I have a meme. And so do you and you and you...

There has been a lot of discussion in the last few years about the decline of western civilization. Whether western civilization is actually in decline or is merely changing, is debatable. The perceived decline however is without question. A Google search of news and opinion pieces since 2001 will bring up a stagger variety or theories and viewpoints on the subject. They nearly uniformly agree however that western civilization is not as strong as it once was. This begs the question, why do so many people see their own society as failing? Can it all be just written off as a natural tendency to look back to the “good old days” or for every generation to be convinced that the children of the next generation are degenerate? No, I don’t think so. The theory of memetics, (for a succinct rundown of the theory - http://en.wikipedia.org/wiki/Memetics) offers an interesting possible answer. Memetics posits that ideas, beliefs, skills etc are transmitted through society much the same way genes are transmitted within a population. On this foundation, it’s easy to see why the current state of western society would be worrying to a lot of people. Our society used to be based around communities, churches, regions etc that all held if not identical then fairly similar overlapping histories, beliefs and cultural norms. The individuals that came and went from these in groups did little to upset the whole and there was continuity over generations.

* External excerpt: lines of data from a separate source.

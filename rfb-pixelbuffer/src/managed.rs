//! [`ManagedPixelBuffer`] owns its pixels in a plain `Vec<u8>`, row-major
//! with stride always equal to width - the buffer a decoder writes into
//! when nothing more specialized (a platform surface, say) is available.

use crate::{MutablePixelBuffer, PixelBuffer, PixelFormat};
use anyhow::{anyhow, Result};
use rfb_common::{Point, Rect};

/// Owns its pixel data contiguously: pixel `(x, y)` starts at byte offset
/// `(y * width + x) * bytes_per_pixel`, since stride always equals width here.
#[derive(Debug, Clone)]
pub struct ManagedPixelBuffer {
    width: u32,
    height: u32,
    format: PixelFormat,
    data: Vec<u8>,
    stride: usize,
}

impl ManagedPixelBuffer {
    /// Allocates a zeroed buffer of `width x height` pixels in `format`.
    pub fn new(width: u32, height: u32, format: PixelFormat) -> Self {
        let stride = width as usize;
        let bytes_per_pixel = format.bytes_per_pixel() as usize;
        let data = vec![0u8; stride * height as usize * bytes_per_pixel];

        Self {
            width,
            height,
            format,
            data,
            stride,
        }
    }

    /// Reallocates to `width x height`, zeroed; existing pixel data is lost.
    pub fn resize(&mut self, width: u32, height: u32) {
        self.width = width;
        self.height = height;
        self.stride = width as usize;
        let bytes_per_pixel = self.format.bytes_per_pixel() as usize;
        self.data
            .resize(self.stride * height as usize * bytes_per_pixel, 0);
    }

    /// Stride in pixels; always equals width for this implementation.
    pub fn stride(&self) -> usize {
        self.stride
    }

    /// Raw pixel data, row-major with no padding between rows.
    pub fn data(&self) -> &[u8] {
        &self.data
    }

    /// Returns the buffer width in pixels.
    pub fn width(&self) -> usize {
        self.width as usize
    }

    /// Returns the buffer height in pixels.
    pub fn height(&self) -> usize {
        self.height as usize
    }

    /// Returns a reference to the pixel format.
    pub fn format(&self) -> &PixelFormat {
        &self.format
    }

    /// Validates that a rectangle is within buffer bounds.
    ///
    /// # Returns
    ///
    /// - `Ok(())` if the rectangle is valid
    /// - `Err` if the rectangle is out of bounds
    fn validate_rect(&self, rect: Rect) -> Result<()> {
        if rect.x as u32 + rect.width > self.width || rect.y as u32 + rect.height > self.height {
            return Err(anyhow!(
                "Rectangle out of bounds: {:?} (buffer size: {}x{})",
                rect,
                self.width,
                self.height
            ));
        }
        Ok(())
    }
}

impl PixelBuffer for ManagedPixelBuffer {
    fn dimensions(&self) -> (u32, u32) {
        (self.width, self.height)
    }

    fn pixel_format(&self) -> &PixelFormat {
        &self.format
    }

    fn get_buffer(&self, rect: Rect, stride: &mut usize) -> Option<&[u8]> {
        if self.validate_rect(rect).is_err() {
            return None;
        }

        *stride = self.stride;
        let bytes_per_pixel = self.format.bytes_per_pixel() as usize;
        let start = (rect.y as usize * self.stride + rect.x as usize) * bytes_per_pixel;
        let len = rect.height as usize * self.stride * bytes_per_pixel;

        Some(&self.data[start..start + len])
    }
}

impl MutablePixelBuffer for ManagedPixelBuffer {
    fn get_buffer_rw(&mut self, rect: Rect, stride: &mut usize) -> Option<&mut [u8]> {
        if self.validate_rect(rect).is_err() {
            return None;
        }

        *stride = self.stride;
        let bytes_per_pixel = self.format.bytes_per_pixel() as usize;
        let start = (rect.y as usize * self.stride + rect.x as usize) * bytes_per_pixel;
        let len = rect.height as usize * self.stride * bytes_per_pixel;

        Some(&mut self.data[start..start + len])
    }

    fn commit_buffer(&mut self, _rect: Rect) {
        // No-op for ManagedPixelBuffer as we directly modify the underlying data
    }

    fn fill_rect(&mut self, rect: Rect, pixel: &[u8]) -> Result<()> {
        self.validate_rect(rect)?;

        let bytes_per_pixel = self.format.bytes_per_pixel() as usize;
        if pixel.len() != bytes_per_pixel {
            return Err(anyhow!(
                "Invalid pixel size: got {} bytes, expected {}",
                pixel.len(),
                bytes_per_pixel
            ));
        }

        for y in 0..rect.height as usize {
            let row_offset =
                ((rect.y as usize + y) * self.stride + rect.x as usize) * bytes_per_pixel;

            for x in 0..rect.width as usize {
                let offset = row_offset + x * bytes_per_pixel;
                self.data[offset..offset + bytes_per_pixel].copy_from_slice(pixel);
            }
        }

        Ok(())
    }

    fn copy_rect(&mut self, dest: Rect, src_offset: Point) -> Result<()> {
        self.validate_rect(dest)?;

        // src_offset is measured from dest to source.
        let src_x = dest.x + src_offset.x;
        let src_y = dest.y + src_offset.y;
        let src_rect = Rect::new(src_x, src_y, dest.width, dest.height);
        self.validate_rect(src_rect)?;

        let bytes_per_pixel = self.format.bytes_per_pixel() as usize;
        let rect_width_bytes = dest.width as usize * bytes_per_pixel;

        // Copy away from the overlap direction so source rows aren't clobbered
        // before they're read.
        if src_offset.y < 0 || (src_offset.y == 0 && src_offset.x < 0) {
            for y in (0..dest.height as usize).rev() {
                let src_offset_calc = ((src_rect.y as usize + y) * self.stride
                    + src_rect.x as usize)
                    * bytes_per_pixel;
                let dst_offset_calc =
                    ((dest.y as usize + y) * self.stride + dest.x as usize) * bytes_per_pixel;

                self.data.copy_within(
                    src_offset_calc..src_offset_calc + rect_width_bytes,
                    dst_offset_calc,
                );
            }
        } else {
            for y in 0..dest.height as usize {
                let src_offset_calc = ((src_rect.y as usize + y) * self.stride
                    + src_rect.x as usize)
                    * bytes_per_pixel;
                let dst_offset_calc =
                    ((dest.y as usize + y) * self.stride + dest.x as usize) * bytes_per_pixel;

                self.data.copy_within(
                    src_offset_calc..src_offset_calc + rect_width_bytes,
                    dst_offset_calc,
                );
            }
        }

        Ok(())
    }

    fn image_rect(&mut self, dest: Rect, pixels: &[u8], stride: usize) -> Result<()> {
        self.validate_rect(dest)?;

        let bytes_per_pixel = self.format.bytes_per_pixel() as usize;
        let rect_width_bytes = dest.width as usize * bytes_per_pixel;

        let actual_src_stride = if stride == 0 {
            dest.width as usize
        } else {
            stride
        };
        let actual_src_stride_bytes = actual_src_stride * bytes_per_pixel;

        let required_src_bytes =
            actual_src_stride_bytes * (dest.height as usize - 1) + rect_width_bytes;
        if pixels.len() < required_src_bytes {
            return Err(anyhow!(
                "Insufficient source data: got {} bytes, need at least {}",
                pixels.len(),
                required_src_bytes
            ));
        }

        for y in 0..dest.height as usize {
            let dst_offset =
                ((dest.y as usize + y) * self.stride + dest.x as usize) * bytes_per_pixel;
            let src_offset = y * actual_src_stride_bytes;

            self.data[dst_offset..dst_offset + rect_width_bytes]
                .copy_from_slice(&pixels[src_offset..src_offset + rect_width_bytes]);
        }

        Ok(())
    }
}

#[cfg(test)]
mod tests {
    use super::*;

    #[test]
    fn test_create_buffer() {
        let buffer = ManagedPixelBuffer::new(100, 100, PixelFormat::rgb888());
        assert_eq!(buffer.dimensions(), (100, 100));
        assert_eq!(buffer.stride(), 100);
        assert_eq!(buffer.data().len(), 100 * 100 * 4);
    }

    #[test]
    fn test_resize() {
        let mut buffer = ManagedPixelBuffer::new(100, 100, PixelFormat::rgb888());
        buffer.resize(200, 150);
        assert_eq!(buffer.dimensions(), (200, 150));
        assert_eq!(buffer.stride(), 200);
        assert_eq!(buffer.data().len(), 200 * 150 * 4);
    }

    #[test]
    fn test_fill_rect() {
        let mut buffer = ManagedPixelBuffer::new(100, 100, PixelFormat::rgb888());
        let format = buffer.pixel_format().clone();
        let red = format.from_rgb888([255, 0, 0, 255]);

        let rect = Rect::new(10, 10, 20, 20);
        buffer.fill_rect(rect, &red).unwrap();

        // Verify a pixel in the filled region
        let mut stride = 0;
        if let Some(pixels) = buffer.get_buffer(Rect::new(15, 15, 1, 1), &mut stride) {
            let pixel = &pixels[0..4];
            assert_eq!(pixel, &red[..]);
        } else {
            panic!("Failed to get buffer");
        }
    }

    #[test]
    fn test_copy_rect_non_overlapping() {
        let mut buffer = ManagedPixelBuffer::new(100, 100, PixelFormat::rgb888());
        let format = buffer.pixel_format().clone();

        // Fill source region with red
        let red = format.from_rgb888([255, 0, 0, 255]);
        buffer.fill_rect(Rect::new(10, 10, 20, 20), &red).unwrap();

        // Copy to non-overlapping destination
        // Source at (10, 10), destination at (50, 50)
        // src_offset = source - dest = (10-50, 10-50) = (-40, -40)
        let dest = Rect::new(50, 50, 20, 20);
        let src_offset = Point::new(-40, -40);
        buffer.copy_rect(dest, src_offset).unwrap();

        // Verify destination has red pixels
        let mut stride = 0;
        if let Some(pixels) = buffer.get_buffer(Rect::new(55, 55, 1, 1), &mut stride) {
            let pixel = &pixels[0..4];
            assert_eq!(pixel, &red[..]);
        } else {
            panic!("Failed to get buffer");
        }
    }

    #[test]
    fn test_copy_rect_overlapping_down() {
        let mut buffer = ManagedPixelBuffer::new(100, 100, PixelFormat::rgb888());
        let format = buffer.pixel_format().clone();

        // Fill source region
        let blue = format.from_rgb888([0, 0, 255, 255]);
        buffer.fill_rect(Rect::new(20, 20, 30, 30), &blue).unwrap();

        // Copy down (overlapping)
        // Source at (20, 20), destination at (20, 30)
        // src_offset = source - dest = (20-20, 20-30) = (0, -10)
        let dest = Rect::new(20, 30, 30, 30);
        let src_offset = Point::new(0, -10);
        buffer.copy_rect(dest, src_offset).unwrap();

        // Verify the copy worked
        let mut stride = 0;
        if let Some(pixels) = buffer.get_buffer(Rect::new(25, 35, 1, 1), &mut stride) {
            let pixel = &pixels[0..4];
            assert_eq!(pixel, &blue[..]);
        } else {
            panic!("Failed to get buffer");
        }
    }

    #[test]
    fn test_image_rect_tightly_packed() {
        let mut buffer = ManagedPixelBuffer::new(100, 100, PixelFormat::rgb888());
        let format = buffer.pixel_format().clone();

        // Create 10x10 green image (tightly packed)
        let green = format.from_rgb888([0, 255, 0, 255]);
        let mut image_data = Vec::new();
        for _ in 0..100 {
            image_data.extend_from_slice(&green);
        }

        // Copy to buffer
        let dest = Rect::new(30, 30, 10, 10);
        buffer.image_rect(dest, &image_data, 0).unwrap(); // stride=0 means tightly packed

        // Verify
        let mut stride = 0;
        if let Some(pixels) = buffer.get_buffer(Rect::new(35, 35, 1, 1), &mut stride) {
            let pixel = &pixels[0..4];
            assert_eq!(pixel, &green[..]);
        } else {
            panic!("Failed to get buffer");
        }
    }

    #[test]
    fn test_image_rect_with_stride() {
        let mut buffer = ManagedPixelBuffer::new(100, 100, PixelFormat::rgb888());
        let format = buffer.pixel_format().clone();

        // Create 10x10 image with stride of 20 pixels
        let yellow = format.from_rgb888([255, 255, 0, 255]);
        let mut image_data = Vec::new();
        for _ in 0..10 {
            // 10 rows
            for _ in 0..10 {
                // 10 pixels of data
                image_data.extend_from_slice(&yellow);
            }
            for _ in 0..10 {
                // 10 pixels of padding
                image_data.extend_from_slice(&[0, 0, 0, 0]);
            }
        }

        // Copy to buffer with stride=20
        let dest = Rect::new(40, 40, 10, 10);
        buffer.image_rect(dest, &image_data, 20).unwrap();

        // Verify
        let mut stride = 0;
        if let Some(pixels) = buffer.get_buffer(Rect::new(45, 45, 1, 1), &mut stride) {
            let pixel = &pixels[0..4];
            assert_eq!(pixel, &yellow[..]);
        } else {
            panic!("Failed to get buffer");
        }
    }

    #[test]
    fn test_validate_rect_out_of_bounds() {
        let buffer = ManagedPixelBuffer::new(100, 100, PixelFormat::rgb888());

        // Too wide
        let rect = Rect::new(90, 50, 20, 10);
        assert!(buffer.validate_rect(rect).is_err());

        // Too tall
        let rect = Rect::new(50, 90, 10, 20);
        assert!(buffer.validate_rect(rect).is_err());

        // Valid rectangle
        let rect = Rect::new(50, 50, 40, 40);
        assert!(buffer.validate_rect(rect).is_ok());
    }

    #[test]
    fn test_get_buffer() {
        let buffer = ManagedPixelBuffer::new(100, 100, PixelFormat::rgb888());
        let rect = Rect::new(10, 10, 50, 50);
        let mut stride = 0;

        let slice = buffer.get_buffer(rect, &mut stride);
        assert!(slice.is_some());
        assert_eq!(stride, 100); // Stride equals width
    }

    #[test]
    fn test_get_buffer_rw() {
        let mut buffer = ManagedPixelBuffer::new(100, 100, PixelFormat::rgb888());
        let rect = Rect::new(10, 10, 50, 50);
        let mut stride = 0;

        let slice = buffer.get_buffer_rw(rect, &mut stride);
        assert!(slice.is_some());
        assert_eq!(stride, 100);

        // Commit should not panic
        buffer.commit_buffer(rect);
    }
}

Fast forward to today, we have had the upheaval of two world wars, the rise and fall of western communism, and the social revolutions of the 1960s bringing entire classes of society onto more even footing. Following this we have experienced the technological explosions of the information age and the breaking down of geographical barriers by the internet. We are, without a doubt in a unique stage of human societal development. Western society in particular has seen the cultural equivalent of the Cambrian Explosion. Instead of the few long standing traditional memetic pools that characterized society in the past, we now have uncounted new smaller isolated memetic pools. Some still try to hold onto remnants of the tradition and belief structures of their origins but others create their structures out of whole cloth as can be witnessed in some of the neo-pagan communities that pick and choose belief structures from any ancient religion they come across or simply make up what they can’t find. We also have groups, united be behavior, considered to be aberrations in times past coming to forefront and creating their own communities with their own memes. Now, instead of a few pools of cultural norms, we have a large number of smaller, rapidly changing ones. These pools are necessarily shallower and form a less cohesive population.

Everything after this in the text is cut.